The job of CDC Director does not require Senate confirmation and therefore, much of Redfield’s past has remained largely out of the public eye, much like Redfield himself, who’s been overshadowed by other members of President Trump’s Coronavirus Task Force—like Dr. Fauci and Dr. Birx.
In a statement to CNN, US Department of Health and Human Services Secretary Alex Azar said Redfield “has been a key scientific guide for the President and his Administration, a trusted source for the American people, and a closely engaged partner of state and local governments.”
Michael Caputo, Assistant Secretary of Public Affairs at HHS, told CNN, that President Trump has “made it clear he values Dr. Redfield’s honorable service to this nation.”
Still, CDC officials who spoke to CNN describe being caught in a chain of decision making that goes on for days or weeks. In past outbreaks, sources say the CDC would have been given more freedom to make decisions at much lower levels. Now, decisions are run up the chain for approval.
“CDC has relationships with states, tribes and localities. That’s what we do – we provide guidance to states and partners, and then suddenly communication had to go through the VP’s office,” said one CDC staffer. “It was like a balloon that deflated. Our message had to be whitewashed.”
There is also a sense among CDC officials that Redfield hasn’t defended his own people. Many point to the case of Dr. Nancy Messonnier, the director of CDC’s National Center for Immunization and Respiratory Diseases. Initially, Messonnier was the agency’s chief spokesperson on the virus and the most prominent voice during regular coronavirus press briefings early in the year. A well-respected career public servant, Messonnier made waves in late February when she gave a dire warning about the impact the virus could have on the US, saying that “disruption to everyday life may be severe.”
At the time, there were only a relative handful of confirmed coronavirus cases in the US. Messonnier’s ominous message helped fuel what was then a crashing stock market, and conflicted with the President’s efforts to downplay the threat of the virus.
Since then, Messonnier has disappeared from the public eye and returned full-time to her role at the CDC’s immunization center. Veteran staffers speculated to CNN that Messonnier was “sidelined” by Trump and felt Redfield could have done more to shield her.
At Wednesday’s hearing, Redfield denied that Messonnier had been sidelined and said she was playing a key role in the development of a vaccine.
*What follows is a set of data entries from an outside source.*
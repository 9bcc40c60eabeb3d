//!
//! src/credential.rs  Andrew Belles  Oct 3rd, 2025
//!
//! Fixed pool of independent client identities, each behind its own
//! rate gate so one identity's cooldown never stalls another
//!

use std::{fmt, sync::Arc, time::Duration};

use rand::{rngs::SmallRng, seq::SliceRandom, SeedableRng};
use tokio::time::{sleep_until, Instant};
use tracing::debug;

use crate::config::{ClientSecretPair, CredentialConfig};

#[derive(Debug)]
pub struct RateGate {
    min_interval: Duration,
    next_allowed: tokio::sync::Mutex<Instant>
}

impl RateGate {
    pub fn new(min_interval: Duration) -> Self {
        Self {
            min_interval,
            next_allowed: tokio::sync::Mutex::new(Instant::now())
        }
    }

    /// Blocks until this identity may issue its next request
    pub async fn wait(&self) {
        let mut next = self.next_allowed.lock().await;
        if Instant::now() < *next {
            sleep_until(*next).await;
        }
        *next = Instant::now() + self.min_interval;
    }

    /// Pushes the next permitted request out by at least `cooldown`
    pub async fn defer(&self, cooldown: Duration) {
        let mut next = self.next_allowed.lock().await;
        let until = Instant::now() + cooldown;
        if until > *next {
            *next = until;
        }
    }
}

/// Bearer issued to one identity and when it stops being usable
#[derive(Debug, Clone)]
pub struct CachedToken {
    pub bearer: String,
    pub expires_at: Instant
}

impl CachedToken {
    pub fn is_fresh(&self) -> bool {
        self.expires_at > Instant::now()
    }
}

/// Immutable after construction apart from its own gate and token slot
pub struct Credential {
    label: String,
    client_id: String,
    client_secret: String,
    gate: RateGate,
    token: tokio::sync::Mutex<Option<CachedToken>>
}

impl Credential {
    pub fn new(label: impl Into<String>, pair: &ClientSecretPair, min_interval: Duration) -> Self {
        Self {
            label: label.into(),
            client_id: pair.client_id.clone(),
            client_secret: pair.client_secret.clone(),
            gate: RateGate::new(min_interval),
            token: tokio::sync::Mutex::new(None)
        }
    }

    pub fn label(&self) -> &str {
        &self.label
    }

    pub fn client_id(&self) -> &str {
        &self.client_id
    }

    pub fn client_secret(&self) -> &str {
        &self.client_secret
    }

    pub fn gate(&self) -> &RateGate {
        &self.gate
    }

    /// Held across a token refresh; no other identity ever locks it
    pub fn token_slot(&self) -> &tokio::sync::Mutex<Option<CachedToken>> {
        &self.token
    }
}

impl fmt::Debug for Credential {
    fn fmt(&self, f: &mut fmt::Formatter<'_>) -> fmt::Result {
        f.debug_struct("Credential")
            .field("label", &self.label)
            .field("client_id", &self.client_id)
            .finish_non_exhaustive()
    }
}

#[derive(Debug, Clone)]
pub struct CredentialPool {
    credentials: Vec<Arc<Credential>>
}

impl CredentialPool {
    pub fn new(credentials: Vec<Credential>) -> Self {
        Self { credentials: credentials.into_iter().map(Arc::new).collect() }
    }

    pub fn from_config(cfg: &CredentialConfig, min_interval: Duration) -> Self {
        let credentials = cfg.pairs.iter()
            .enumerate()
            .map(|(i, pair)| Credential::new(format!("client-{}", i + 1), pair, min_interval))
            .collect();
        let pool = Self::new(credentials);
        debug!(credentials = pool.len(), "credential.pool.ready");
        pool
    }

    pub fn len(&self) -> usize {
        self.credentials.len()
    }

    pub fn is_empty(&self) -> bool {
        self.credentials.is_empty()
    }

    pub fn iter(&self) -> impl Iterator<Item = &Arc<Credential>> {
        self.credentials.iter()
    }

    /// Any identity, for one-off calls outside a partitioned pass
    pub fn choose(&self) -> Option<Arc<Credential>> {
        let mut rng = SmallRng::from_entropy();
        self.credentials.choose(&mut rng).cloned()
    }
}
Dr. Pierre Rollin, who retired from the CDC in 2019 as epidemiology team lead of the viral special pathogens branch, said that under Redfield, the CDC has been “handicapped” and he lamented that Redfield is not as visible as some of his predecessors. In 2018, Rollin worked with Redfield in the Democratic Republic of the Congo during an Ebola response, and remembers Redfield taking a hands-off approach, though he said Redfield was respectful of CDC staffers working in the field. That style, Rollin said, has translated to Redfield’s leadership of the CDC, where he is not as visible as some of his predecessors.
“From the outside, we don’t see him, we don’t hear him, he often doesn’t even come to the White House press conference.” And when he does, Rollin said, “it’s usually as wallpaper, silent.”